July 06, 2019
On Saturday, July 6, 2019 12:17:26 PM MDT Jonathan M Davis via Digitalmars- d-learn wrote:
> On Saturday, July 6, 2019 8:12:36 AM MDT berni via Digitalmars-d-learn
>
> wrote:
> > Now it's getting weird. Meanwhile I encountered, that take() sometimes consumes and sometimes not. Where can I learn, what is the reason behind this behavior? And how can I handle this?
>
> take _always_ consumes the range that it's given. The problem is that some types of ranges are implicitly saved when they're copied, whereas others aren't, and when a range is implicitly saved when it's copied, you end up with the copy being consumed. Dynamic arrays are implicitly saved when they're copied, so the range you pass is saved, and the copy is consumed instead of the original.
>
> In generic code, you have to assume that once a range has been copied, you can't use it anymore (just the copy) precisely because the semantics of copying differ depending on the type of the range. You can only use a range after copying it if you know what type of range you're dealing with and how it behaves. So, you can rely on a dynamic array implicitly saving when it's passed to take, but in generic code, you really shouldn't be using a range again once you pass it to take, because what actually happens is dependent on the type of the range.
>
> In general what this means is that if you pass a range to a function, and you then want to use the range again afterwards, you need to call save when passing it to the function, and otherwise, you just assume that it's consumed and don't use it again. You certainly don't pass it to a function with the expectation of some elements being consumed and then continue to use the rest of the range unless the function takes its argument by ref or by pointer (which relatively few range-based functions do).
>
> If you want a function that's guaranteed to not implicitly copy a range, then it needs to accept the argument by ref or take a pointer to it. In the case where a function doesn't have to do the work lazily, ref would work, but in a case like take where you're returning a wrapper range, pointers would be required. So, a version of take that didn't ever copy the range it's given and thus never risked implicitly saving the range it was passed would have to either take a pointer to it or take it by ref and then take the address of the ref. In either case, the code using such a take would then have to ensure that the original range didn't leave scope and get destroyed before the take range was consumed, or the take range would then refer to invalid memory.

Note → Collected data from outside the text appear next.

//! Test runner: discovery, run-status resolution and strictly sequential unit execution.
//!
//! Loading is the only concurrent phase. Once the whole batch is loaded and
//! resolved, suites are expanded and units run one after another: a unit's
//! request and assertions complete before the next unit is produced.

use std::marker::PhantomData;
use std::path::Path;
use std::time::Instant;

use chrono::Utc;
use futures_util::stream::{self, BoxStream};
use futures_util::{StreamExt, future};
use serde_json::Value;
use tracing::{debug, error, info, warn};

use crate::config::ConfigHandle;
use crate::error::{RunError, RunResult, TransportError, UnitError};
use crate::models::{
    LoadedSuite, ResponseBody, RunStatus, RunUnit, SuiteInfo, TestResult, UnitPayload,
};
use crate::services::aggregator::{UnitTiming, handle_result};
use crate::services::discovery::load_dir_or_file;
use crate::services::expander::{InvalidSuite, expand_suite};
use crate::services::loader::{FileSuiteSource, SuiteSource};
use crate::services::transport::{ReqwestTransport, Transport};
use crate::services::{assertion, dispatcher};

/// Runs suites from a suite source against a transport.
pub struct Runner<R, S, T> {
    source: S,
    transport: T,
    config: ConfigHandle,
    _response: PhantomData<fn() -> R>,
}

/// Runner for JSON suite files over HTTP.
pub type HttpRunner<S = FileSuiteSource> = Runner<Value, S, ReqwestTransport>;

impl HttpRunner {
    /// Runner reading JSON suite files and sending requests with reqwest.
    pub fn http(config: ConfigHandle) -> Result<Self, TransportError> {
        Ok(Runner::new(
            FileSuiteSource::new(),
            ReqwestTransport::new()?,
            config,
        ))
    }
}

impl<R, S, T> Runner<R, S, T>
where
    R: ResponseBody,
    S: SuiteSource<R>,
    T: Transport<R>,
{
    pub fn new(source: S, transport: T, config: ConfigHandle) -> Self {
        Runner {
            source,
            transport,
            config,
            _response: PhantomData,
        }
    }

    /// Configuration handle read at discovery and dispatch time.
    pub fn config(&self) -> &ConfigHandle {
        &self.config
    }

    pub fn source(&self) -> &S {
        &self.source
    }

    pub fn transport(&self) -> &T {
        &self.transport
    }

    /// Run a suite file or every suite under a directory.
    ///
    /// Yields one result per unit in execution order. Discovery and load
    /// failures end the stream with a single error and no results.
    pub fn start(&self, root: impl AsRef<Path>) -> BoxStream<'_, RunResult<TestResult>> {
        let root = root.as_ref().to_path_buf();

        stream::once(async move {
            let load_concurrent = self.config.get().load_concurrent;
            info!("Starting run from {}", root.display());
            load_dir_or_file(&self.source, &root, load_concurrent).await
        })
        .flat_map(move |loaded| match loaded {
            Ok(suites) => stream::iter(suites)
                .flat_map(move |suite| self.start_suite(suite))
                .map(Ok::<_, RunError>)
                .left_stream(),
            Err(e) => {
                error!("Suite discovery failed: {}", e);
                stream::once(future::ready(Err(e))).right_stream()
            }
        })
        .boxed()
    }

    /// Run the units of one suite in declaration order.
    ///
    /// A skipped suite reports every unit as skipped, even when it has no
    /// payload or fails validation. With `bail` set, no further units are
    /// produced after the first failure.
    pub fn start_suite(&self, suite: LoadedSuite<R>) -> BoxStream<'_, TestResult> {
        let units = match expand_suite(suite) {
            Ok(units) => units,
            Err(InvalidSuite { suite, error }) => {
                // Skipped suites are never checked
                let error = if suite.run_status == RunStatus::Skip {
                    debug!("Skipping suite '{}'", suite.name);
                    None
                } else {
                    warn!("Suite '{}' cannot run: {}", suite.name, error);
                    Some(error)
                };
                let timing = UnitTiming {
                    start_time: Utc::now(),
                    duration_ms: 0,
                };
                let result = handle_result(&suite, "1", error, timing);
                return stream::once(future::ready(result)).boxed();
            }
        };

        let bail = units.suite().bail;
        debug!(
            "Running suite '{}' ({} units)",
            units.suite().name,
            units.size_hint().0
        );

        stream::unfold((units, false), move |(mut units, halted)| async move {
            if halted {
                return None;
            }
            let unit = units.next()?;
            let result = self.start_unit(unit).await;
            let halt = bail && result.is_failed();
            if halt && units.size_hint().0 > 0 {
                warn!(
                    "Suite '{}' bailed after unit '{}' failed",
                    result.suite_name, result.unit_name
                );
            }
            Some((result, (units, halt)))
        })
        .boxed()
    }

    /// Run one unit: dispatch, assert and report. Never fails.
    ///
    /// Units of a skipped suite report `skipped` without touching the transport.
    pub async fn start_unit(&self, unit: RunUnit<R>) -> TestResult {
        let start_time = Utc::now();
        let clock = Instant::now();
        let unit_name = unit.unit_name();
        let RunUnit { suite, payload, .. } = unit;

        let error = if suite.run_status == RunStatus::Skip {
            debug!("Skipping unit '{}' of suite '{}'", unit_name, suite.name);
            None
        } else {
            self.execute(&suite, payload).await.err()
        };

        match error {
            Some(ref e) => warn!("Unit '{}' of suite '{}' failed: {}", unit_name, suite.name, e),
            None => debug!("Unit '{}' of suite '{}' finished", unit_name, suite.name),
        }

        let timing = UnitTiming {
            start_time,
            duration_ms: clock.elapsed().as_millis() as i64,
        };
        handle_result(&suite, &unit_name, error, timing)
    }

    async fn execute(&self, suite: &SuiteInfo, payload: UnitPayload<R>) -> Result<(), UnitError> {
        validate(suite)?;

        let UnitPayload {
            args,
            data,
            expect,
            callback,
            resp_pluck,
            ..
        } = payload;

        let config = self.config.get();
        let response = dispatcher::send_request(
            &self.transport,
            suite,
            &config,
            args,
            data,
            resp_pluck.as_deref(),
        )
        .await?;

        assertion::run_assert(response, expect, callback).await
    }
}

fn validate(suite: &SuiteInfo) -> Result<(), UnitError> {
    if suite.name.trim().is_empty() {
        return Err(UnitError::Validation("suite name is required".to_string()));
    }
    if suite.url.trim().is_empty() {
        return Err(UnitError::Validation(format!(
            "url is required for suite '{}'",
            suite.name
        )));
    }
    Ok(())
}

Another thing to consider about lazy ranges that take pointers to avoid implicit saving and ensure that they consume the original is that if the original has anything popped from it before the wrapper range is fully consumed, then that will screw up the wrapper range, because the elements in the range it's wrapping will have changed. Wrapper ranges are really designed with the idea that they're operating on their own copy of the range. Even with take as it's currently implemented, you risk bugs if you pass it a range which is a reference type without calling save, because if you don't fully consume the take range before using the original range again, you end up screwing up the elements in the take range when you pop anything off of the original range.

It really doesn't work well to have a wrapper range which doesn't have its own independent copy of the range to iterate over. The only case where it works cleanly to have a wrapper range like take gives you and not have to iterate through the elements again to have a range starting at the first element after the take range is to have a random-access range that has slicing, in which case, you can just slice it, and take isn't required. Without a random-access range with slicing, if you want to only iterate through the elements once, you really should just be iterating through the range manually rather than using a wrapper range.

- Jonathan M Davis



July 06, 2019
On Saturday, 6 July 2019 at 18:17:26 UTC, Jonathan M Davis wrote:
> take _always_ consumes the range that it's given

not if it hasSlicing. see http://dpldocs.info/experimental-docs/source/std.range.d.html#L2015

but yeah otherwise i agree with you
July 07, 2019
I start to understand: A (lazy) range is something like a voucher: byChunk() does not provide the data immediately, but only a voucher to hand you a chunk (an array of 2 bytes in my example above) a time. This voucher is passed to joiner(), which keeps that voucher and hands me out a new voucher for a byte a time (called "a" in my example above). This voucher is now passed to take(), whick again keeps that voucher and hands me out yet an other voucher for a byte a time, but limits itself to 5 items.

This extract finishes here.